Reingard’s Nikon camera becomes the dramatic device which proves the adage that observation alters its subject. It may not steal souls, but here the camera certainly doesn’t seem to do anyone any good. The title Negatives connotes not just the obvious photographic aspects, but the sense that, in adopting personas, the characters are merely manifesting their dark sides.

“Some people refuse to be themselves, they only want to be someone else,” Theo tells Massinger (Billy Russel), the upholsterer at his antiques shop. But why choose Crippen? The only reasonable explanation is because the famous femicide represents such a powerful nexus of sex, death, and misogyny. 
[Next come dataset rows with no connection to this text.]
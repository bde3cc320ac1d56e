//! Filter evaluation against a single record.

use crate::lookup::{PlaylistLookup, TagLookup};
use crate::options::{FilterOptions, TextPatternMode};
use crate::record::LibraryRecord;

use super::context::RecordQueryContext;
use super::expression::FilterKind;
use super::numeric::NumericComparison;
use super::text_match::TextPattern;

/// A classified filter with its text pattern compiled ahead of evaluation.
#[derive(Debug, Clone)]
pub struct CompiledFilter {
    kind: FilterKind,
    pattern: Option<TextPattern>,
}

impl CompiledFilter {
    pub fn new(kind: FilterKind, mode: TextPatternMode) -> Self {
        let pattern = kind
            .search_text()
            .map(|text| TextPattern::compile(text, mode));
        Self { kind, pattern }
    }

    pub fn kind(&self) -> &FilterKind {
        &self.kind
    }

    pub fn matches<R: LibraryRecord>(&self, context: &RecordQueryContext<'_, R>) -> bool {
        evaluate_record_filter(&self.kind, self.pattern.as_ref(), context)
    }
}

/// Evaluates one filter against one record using default options.
///
/// Text patterns are compiled on every call; use
/// [`LibraryQuery`](crate::LibraryQuery) to evaluate many records.
pub fn evaluate<R: LibraryRecord>(
    filter: &FilterKind,
    record: &R,
    tags: &dyn TagLookup,
    playlists: &dyn PlaylistLookup,
) -> bool {
    let compiled = CompiledFilter::new(filter.clone(), FilterOptions::default().text_patterns);
    compiled.matches(&RecordQueryContext::new(record, tags, playlists))
}

fn evaluate_record_filter<R: LibraryRecord>(
    filter: &FilterKind,
    pattern: Option<&TextPattern>,
    context: &RecordQueryContext<'_, R>,
) -> bool {
    let record = context.record();
    match filter {
        FilterKind::Marked => record.is_marked(),
        FilterKind::Untagged => record.tag_ids().is_empty(),
        FilterKind::Offline => record.is_offline(),
        FilterKind::Unclipped => context.is_video() && record.clip_count() == Some(0),
        FilterKind::Tag { name, negate } => context.has_tag_named(name) != *negate,
        FilterKind::TypeName { name, negate } => {
            (context.source_type().display_name() == name.as_str()) != *negate
        }
        FilterKind::Field {
            field,
            negate,
            value,
        } => {
            let current = record.text_field(*field).filter(|value| !value.is_empty());
            match value.as_deref() {
                None if *negate => current.is_some(),
                None => current.is_none(),
                Some(expected) => (current == Some(expected)) != *negate,
            }
        }
        FilterKind::Playlist { name } => context.in_playlist(name),
        FilterKind::Count {
            comparison,
            require_complete,
        } => {
            (!require_complete || record.count_complete())
                && comparison.matches(record.count_metric())
        }
        FilterKind::Duration(comparison) => {
            context.is_video() && matches_duration(comparison, record.duration_secs())
        }
        FilterKind::Resolution(comparison) => {
            context.is_video()
                && record
                    .resolution()
                    .is_some_and(|resolution| comparison.matches(resolution))
        }
        FilterKind::Literal { negate, .. } | FilterKind::FreeText { negate, .. } => {
            let Some(pattern) = pattern else {
                return false;
            };
            pattern.matches_any(record.searchable_fields()) != *negate
        }
    }
}

fn matches_duration(comparison: &NumericComparison, duration: Option<f64>) -> bool {
    let Some(seconds) = duration else {
        return false;
    };
    if !seconds.is_finite() || seconds < 0.0 {
        return false;
    }
    comparison.matches(seconds.floor() as u64)
}

#[cfg(test)]
mod tests {
    use std::collections::HashMap;

    use super::*;
    use crate::query::expression::TextField;
    use crate::query::numeric::CompareOp;
    use crate::query::parser::classify;
    use crate::types::{AudioRecord, Clip, LibraryKind, Playlist, SourceRecord, Tag, TagId};

    fn tags() -> HashMap<TagId, Tag> {
        HashMap::from([(
            1,
            Tag {
                id: 1,
                name: "Red".to_string(),
            },
        )])
    }

    fn playlists() -> Vec<Playlist> {
        vec![Playlist {
            name: "Gym".to_string(),
            members: vec![10],
        }]
    }

    fn audio(id: u64) -> AudioRecord {
        AudioRecord {
            id,
            url: format!("/music/{id}.mp3"),
            ..AudioRecord::default()
        }
    }

    fn video(duration: Option<f64>, clips: usize) -> SourceRecord {
        SourceRecord {
            id: 1,
            url: "/videos/trip.mp4".to_string(),
            duration,
            clips: (0..clips as u64)
                .map(|id| Clip {
                    id,
                    start: 0.0,
                    end: 1.0,
                })
                .collect(),
            ..SourceRecord::default()
        }
    }

    fn check_audio(token: &str, record: &AudioRecord) -> bool {
        evaluate(
            &classify(token, LibraryKind::Audio),
            record,
            &tags(),
            &playlists(),
        )
    }

    fn check_source(token: &str, record: &SourceRecord) -> bool {
        evaluate(
            &classify(token, LibraryKind::Source),
            record,
            &tags(),
            &playlists(),
        )
    }

    #[test]
    fn flags() {
        let mut record = audio(1);
        assert!(!check_audio("<Marked>", &record));
        assert!(check_audio("<Untagged>", &record));
        record.marked = true;
        record.tags.push(1);
        assert!(check_audio("<Marked>", &record));
        assert!(!check_audio("<Untagged>", &record));

        let offline = SourceRecord {
            offline: true,
            ..SourceRecord::default()
        };
        assert!(check_source("<Offline>", &offline));
    }

    #[test]
    fn unclipped_requires_video_without_clips() {
        assert!(check_source("<Unclipped>", &video(None, 0)));
        assert!(!check_source("<Unclipped>", &video(None, 2)));
        let gallery = SourceRecord {
            url: "/pics".to_string(),
            ..SourceRecord::default()
        };
        assert!(!check_source("<Unclipped>", &gallery));
    }

    #[test]
    fn tags_are_matched_by_name() {
        let mut record = audio(1);
        record.tags.push(1);
        assert!(check_audio("[Red]", &record));
        assert!(!check_audio("[red]", &record));
        assert!(!check_audio("-[Red]", &record));

        // Dangling tag ids are ignored.
        let mut dangling = audio(2);
        dangling.tags.push(99);
        assert!(!check_audio("[Red]", &dangling));
        assert!(check_audio("-[Red]", &dangling));
    }

    #[test]
    fn type_names_use_display_names() {
        assert!(check_source("{Video}", &video(None, 0)));
        assert!(!check_source("-{Video}", &video(None, 0)));
        assert!(check_source("-{Local Directory}", &video(None, 0)));
    }

    #[test]
    fn field_presence_and_equality() {
        let mut record = audio(1);
        assert!(check_audio("artist:", &record));
        assert!(!check_audio("-artist:", &record));
        assert!(check_audio("-artist:Bowie", &record));

        record.artist = Some(String::new());
        assert!(check_audio("artist:", &record), "empty counts as absent");

        record.artist = Some("Bowie".to_string());
        assert!(check_audio("artist:Bowie", &record));
        assert!(!check_audio("artist:bowie", &record), "case sensitive");
        assert!(check_audio("-artist:", &record));
        assert!(!check_audio("-artist:Bowie", &record));
        assert!(check_audio("album:", &record));
    }

    #[test]
    fn field_negation_is_the_complement() {
        let mut record = audio(1);
        for artist in [None, Some("Bowie"), Some("Eno")] {
            record.artist = artist.map(str::to_string);
            for value in ["", "Bowie"] {
                let positive = check_audio(&format!("artist:{value}"), &record);
                let negative = check_audio(&format!("-artist:{value}"), &record);
                assert_ne!(positive, negative, "artist {artist:?} value {value:?}");
            }
        }
    }

    #[test]
    fn playlist_membership() {
        assert!(check_audio("playlist:Gym", &audio(10)));
        assert!(!check_audio("playlist:Gym", &audio(11)));
        assert!(!check_audio("playlist:Missing", &audio(10)));
    }

    #[test]
    fn count_uses_completeness_gate() {
        let mut gallery = SourceRecord {
            url: "/pics".to_string(),
            count: 5,
            count_complete: false,
            ..SourceRecord::default()
        };
        assert!(!check_source("count>1", &gallery));
        assert!(check_source("count+>1", &gallery));
        gallery.count_complete = true;
        assert!(check_source("count>1", &gallery));
        assert!(check_source("count=5", &gallery));
        assert!(!check_source("count<5", &gallery));
    }

    #[test]
    fn audio_count_is_play_count() {
        let mut record = audio(1);
        record.played_count = 3;
        assert!(check_audio("count>2", &record));
        assert!(!check_audio("count<3", &record));
    }

    #[test]
    fn malformed_count_never_matches() {
        let gallery = SourceRecord {
            url: "/pics".to_string(),
            count_complete: true,
            ..SourceRecord::default()
        };
        for token in ["count=", "count>", "count<", "count+="] {
            assert!(!check_source(token, &gallery), "{token}");
        }
    }

    #[test]
    fn duration_floors_seconds_and_needs_video() {
        assert!(check_source("duration=95", &video(Some(95.9), 0)));
        assert!(check_source("duration<1:36", &video(Some(95.9), 0)));
        assert!(!check_source("duration>1:00", &video(None, 0)));
        assert!(!check_source("duration>0", &video(Some(f64::NAN), 0)));

        let gallery = SourceRecord {
            url: "/pics".to_string(),
            duration: Some(500.0),
            ..SourceRecord::default()
        };
        assert!(!check_source("duration>1", &gallery));
    }

    #[test]
    fn resolution_needs_known_value() {
        let mut record = video(None, 0);
        assert!(!check_source("resolution>0", &record));
        record.resolution = Some(1080);
        assert!(check_source("resolution>720", &record));
        assert!(check_source("resolution=1080p", &record));
        assert!(!check_source("resolution<1080", &record));

        let gallery = SourceRecord {
            url: "/pics".to_string(),
            resolution: Some(1080),
            ..SourceRecord::default()
        };
        assert!(!check_source("resolution>720", &gallery), "only videos have a resolution");
    }

    #[test]
    fn text_filters_search_every_field() {
        let mut record = audio(1);
        record.album = Some("Low".to_string());
        record.comment = Some("hidden".to_string());
        assert!(check_audio("low", &record));
        assert!(check_audio("\"LOW\"", &record));
        assert!(check_audio("-\"hidden\"", &record), "comments are not searched");
        assert!(check_audio("music", &record), "url is searched");
        assert!(!check_audio("-low", &record));
    }

    #[test]
    fn literal_negation_is_the_complement() {
        let record = audio(1);
        for text in ["music", "nothing", ""] {
            let positive = check_audio(&format!("\"{text}\""), &record);
            let negative = check_audio(&format!("-\"{text}\""), &record);
            assert_ne!(positive, negative, "{text:?}");
        }
    }

    #[test]
    fn compiled_filter_exposes_kind() {
        let compiled = CompiledFilter::new(
            FilterKind::Field {
                field: TextField::Album,
                negate: false,
                value: None,
            },
            TextPatternMode::Escaped,
        );
        assert!(matches!(compiled.kind(), FilterKind::Field { .. }));
        let count = CompiledFilter::new(
            FilterKind::Count {
                comparison: NumericComparison::new(CompareOp::Gt, Some(1)),
                require_complete: true,
            },
            TextPatternMode::Escaped,
        );
        assert!(count.pattern.is_none());
    }
}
When Theo and Reingard visit Madame Tussaud’s and view Crippen’s wax figure, she scoffs at how unremarkable he looks. Her derision parallels Vivien’s taunting of Theo, itself an echo of Cora’s alleged henpecking of Dr Crippen. Margaret Atwood’s famous maxim – “Men are afraid that women will laugh at them. Women are afraid that men will kill them” – springs to mind. I was also reminded at times of Hitchcock’s Frenzy. In her booklet essay, Josephine Botting remarks, with wry understatement, “It’s tempting to conclude” that Peter Everett, author of the source novel, “was not a fan of the female of the species.”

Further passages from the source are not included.